This work is licensed under the Creative Commons Attribution International License (CC BY).
http://creativecommons.org/licenses/by/4.0/
The provision of a balanced weaning food is a major challenge in Africa, especially among low earners. Most women result to fermented cereals fermented by Lactic Acid Bacteria. Cereals contain different anti-nutrients which prevent growth and healing; block the absorption of nutrients and acts as toxins in food. This study focuses on the use of α-galatosidase produced by lactic acid bacteria isolated from fermented Abacha to reduce the anti-nutrients present in sorghum and improve nutrient composition. Replicate samples of Abacha were collected at different time intervals and eighteen strains of lactic acid bacteria were isolated from them. The isolates include Lactobacillus casei, L. plantarum, L. cellobiosus, L. fermentum, L. acidophilus and L. brevis. Anti-nutritional factors and alpha-galactosidase were determined by UV-spectrophotometry. Two of the strains with the highest production of α-galactosidase, L. plantarum and L. brevis were used separately as starter culture to ferment sorghum. The effects of fermentation at 0, 72 and 120 hours on trypsin inhibitor, protease inhibitor, phytate and tannin, of sorghum were assessed. 69% reduction of trypsin inhibitor; 30% of protease inhibitor; 60% of phytate and 72% of tannin was observed at 120h with L. plantarum used as starter culture while 58% reduction of trypsin inhibitor; 40% of protease inhibitor; 70% of phytate and 56% of tannin was recorded at 120h using L. brevis as starter. Fermentation using LAB as starter culture resulted in reduction in anti-nutritional content of sorghum thereby enhancing it nutritional composition. This probiotic effect can be employed in the production of a good weaning food for infants.

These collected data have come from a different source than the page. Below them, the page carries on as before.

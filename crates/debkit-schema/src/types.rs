//! Newtypes shared across the workspace.

use serde::{Deserialize, Serialize};
use std::borrow::Borrow;

/// A third-party package name as it appears in the license report.
///
/// Unlike registry names this is stored verbatim: the per-package license
/// table is keyed case-sensitively (`MarkupSafe`, `PySide6_Essentials`).
#[derive(Debug, Clone, PartialEq, Eq, Hash, PartialOrd, Ord, Serialize, Deserialize)]
#[serde(transparent)]
pub struct PackageName(String);

impl PackageName {
    /// Create a new package name, trimming surrounding whitespace.
    pub fn new(name: &str) -> Self {
        Self(name.trim().to_string())
    }

    /// Return the name as a string slice.
    pub fn as_str(&self) -> &str {
        &self.0
    }
}

impl std::fmt::Display for PackageName {
    fn fmt(&self, f: &mut std::fmt::Formatter<'_>) -> std::fmt::Result {
        write!(f, "{}", self.0)
    }
}

impl std::ops::Deref for PackageName {
    type Target = str;

    fn deref(&self) -> &Self::Target {
        &self.0
    }
}

impl AsRef<str> for PackageName {
    fn as_ref(&self) -> &str {
        &self.0
    }
}

impl Borrow<str> for PackageName {
    fn borrow(&self) -> &str {
        &self.0
    }
}

impl PartialEq<&str> for PackageName {
    fn eq(&self, other: &&str) -> bool {
        self.0 == *other
    }
}

impl From<&str> for PackageName {
    fn from(s: &str) -> Self {
        Self::new(s)
    }
}

impl From<String> for PackageName {
    fn from(s: String) -> Self {
        Self::new(&s)
    }
}

/// A release version string taken from a changelog heading or manifest.
#[derive(Debug, Clone, PartialEq, Eq, Hash, Serialize, Deserialize)]
#[serde(transparent)]
pub struct Version(String);

impl Version {
    /// Create a new version from the given string (stored as-is).
    pub fn new(v: &str) -> Self {
        Self(v.to_string())
    }

    /// Return the version string as a string slice.
    pub fn as_str(&self) -> &str {
        &self.0
    }
}

impl std::fmt::Display for Version {
    fn fmt(&self, f: &mut std::fmt::Formatter<'_>) -> std::fmt::Result {
        write!(f, "{}", self.0)
    }
}

impl AsRef<str> for Version {
    fn as_ref(&self) -> &str {
        &self.0
    }
}

impl From<&str> for Version {
    fn from(s: &str) -> Self {
        Self::new(s)
    }
}

impl PartialEq<&str> for Version {
    fn eq(&self, other: &&str) -> bool {
        self.0 == *other
    }
}

/// An SPDX license expression (`MIT`, `Apache-2.0 OR BSD-3-Clause`).
///
/// When neither lookup table knows a label the raw label is carried through
/// unchanged, so the value is not guaranteed to be a valid SPDX expression.
#[derive(Debug, Clone, PartialEq, Eq, Hash, Serialize, Deserialize)]
#[serde(transparent)]
pub struct Spdx(String);

impl Spdx {
    /// Wrap a license identifier.
    pub fn new(id: impl Into<String>) -> Self {
        Self(id.into())
    }

    /// Return the identifier as a string slice.
    pub fn as_str(&self) -> &str {
        &self.0
    }
}

impl std::fmt::Display for Spdx {
    fn fmt(&self, f: &mut std::fmt::Formatter<'_>) -> std::fmt::Result {
        write!(f, "{}", self.0)
    }
}

impl AsRef<str> for Spdx {
    fn as_ref(&self) -> &str {
        &self.0
    }
}

impl Borrow<str> for Spdx {
    fn borrow(&self) -> &str {
        &self.0
    }
}

impl PartialEq<&str> for Spdx {
    fn eq(&self, other: &&str) -> bool {
        self.0 == *other
    }
}

/// Marker stored in the host application's settings naming the distribution
/// channel that produced the running binary.
#[derive(Debug, Clone, PartialEq, Eq, Hash, Serialize, Deserialize)]
#[serde(transparent)]
pub struct PackageType(String);

impl PackageType {
    /// Marker for the self-contained bundled binary.
    pub const BIN: &'static str = "bin";

    /// Create a marker from any string.
    pub fn new(marker: &str) -> Self {
        Self(marker.trim().to_string())
    }

    /// The marker used by the bundled binary shipped inside the Debian package.
    pub fn bundled() -> Self {
        Self::new(Self::BIN)
    }

    /// Return the marker as a string slice.
    pub fn as_str(&self) -> &str {
        &self.0
    }
}

impl Default for PackageType {
    fn default() -> Self {
        Self::bundled()
    }
}

impl std::fmt::Display for PackageType {
    fn fmt(&self, f: &mut std::fmt::Formatter<'_>) -> std::fmt::Result {
        write!(f, "{}", self.0)
    }
}

impl std::str::FromStr for PackageType {
    type Err = EmptyMarker;

    fn from_str(s: &str) -> Result<Self, Self::Err> {
        if s.trim().is_empty() {
            return Err(EmptyMarker);
        }
        Ok(Self::new(s))
    }
}

/// Returned when parsing an empty package-type marker.
#[derive(thiserror::Error, Debug, Clone, Copy, PartialEq, Eq)]
#[error("package type marker must not be empty")]
pub struct EmptyMarker;

#[cfg(test)]
mod tests {
    use super::*;

    #[test]
    fn package_name_keeps_case() {
        let name = PackageName::new("  MarkupSafe ");
        assert_eq!(name.as_str(), "MarkupSafe");
        assert_eq!(name, "MarkupSafe");
    }

    #[test]
    fn package_type_defaults_to_bundled_binary() {
        assert_eq!(PackageType::default().as_str(), "bin");
    }

    #[test]
    fn package_type_rejects_blank_marker() {
        assert!("   ".parse::<PackageType>().is_err());
        assert_eq!("deb".parse::<PackageType>().unwrap().as_str(), "deb");
    }
}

Keywords: Anti-nutrients, Lactic acid bacteria, Microbial fermentation, Sorghum, Enzyme production
Cite this paper: S. M. Adeyemo, A. A. Onilude, D. O. Olugbogi, Reduction of Anti-nutritional Factors of Sorghum by Lactic Acid Bacteria Isolated from Abacha- an African Fermented Staple, Frontiers in Science, Vol. 6 No. 1, 2016, pp. 25-30. doi: 10.5923/j.fs.20160601.03.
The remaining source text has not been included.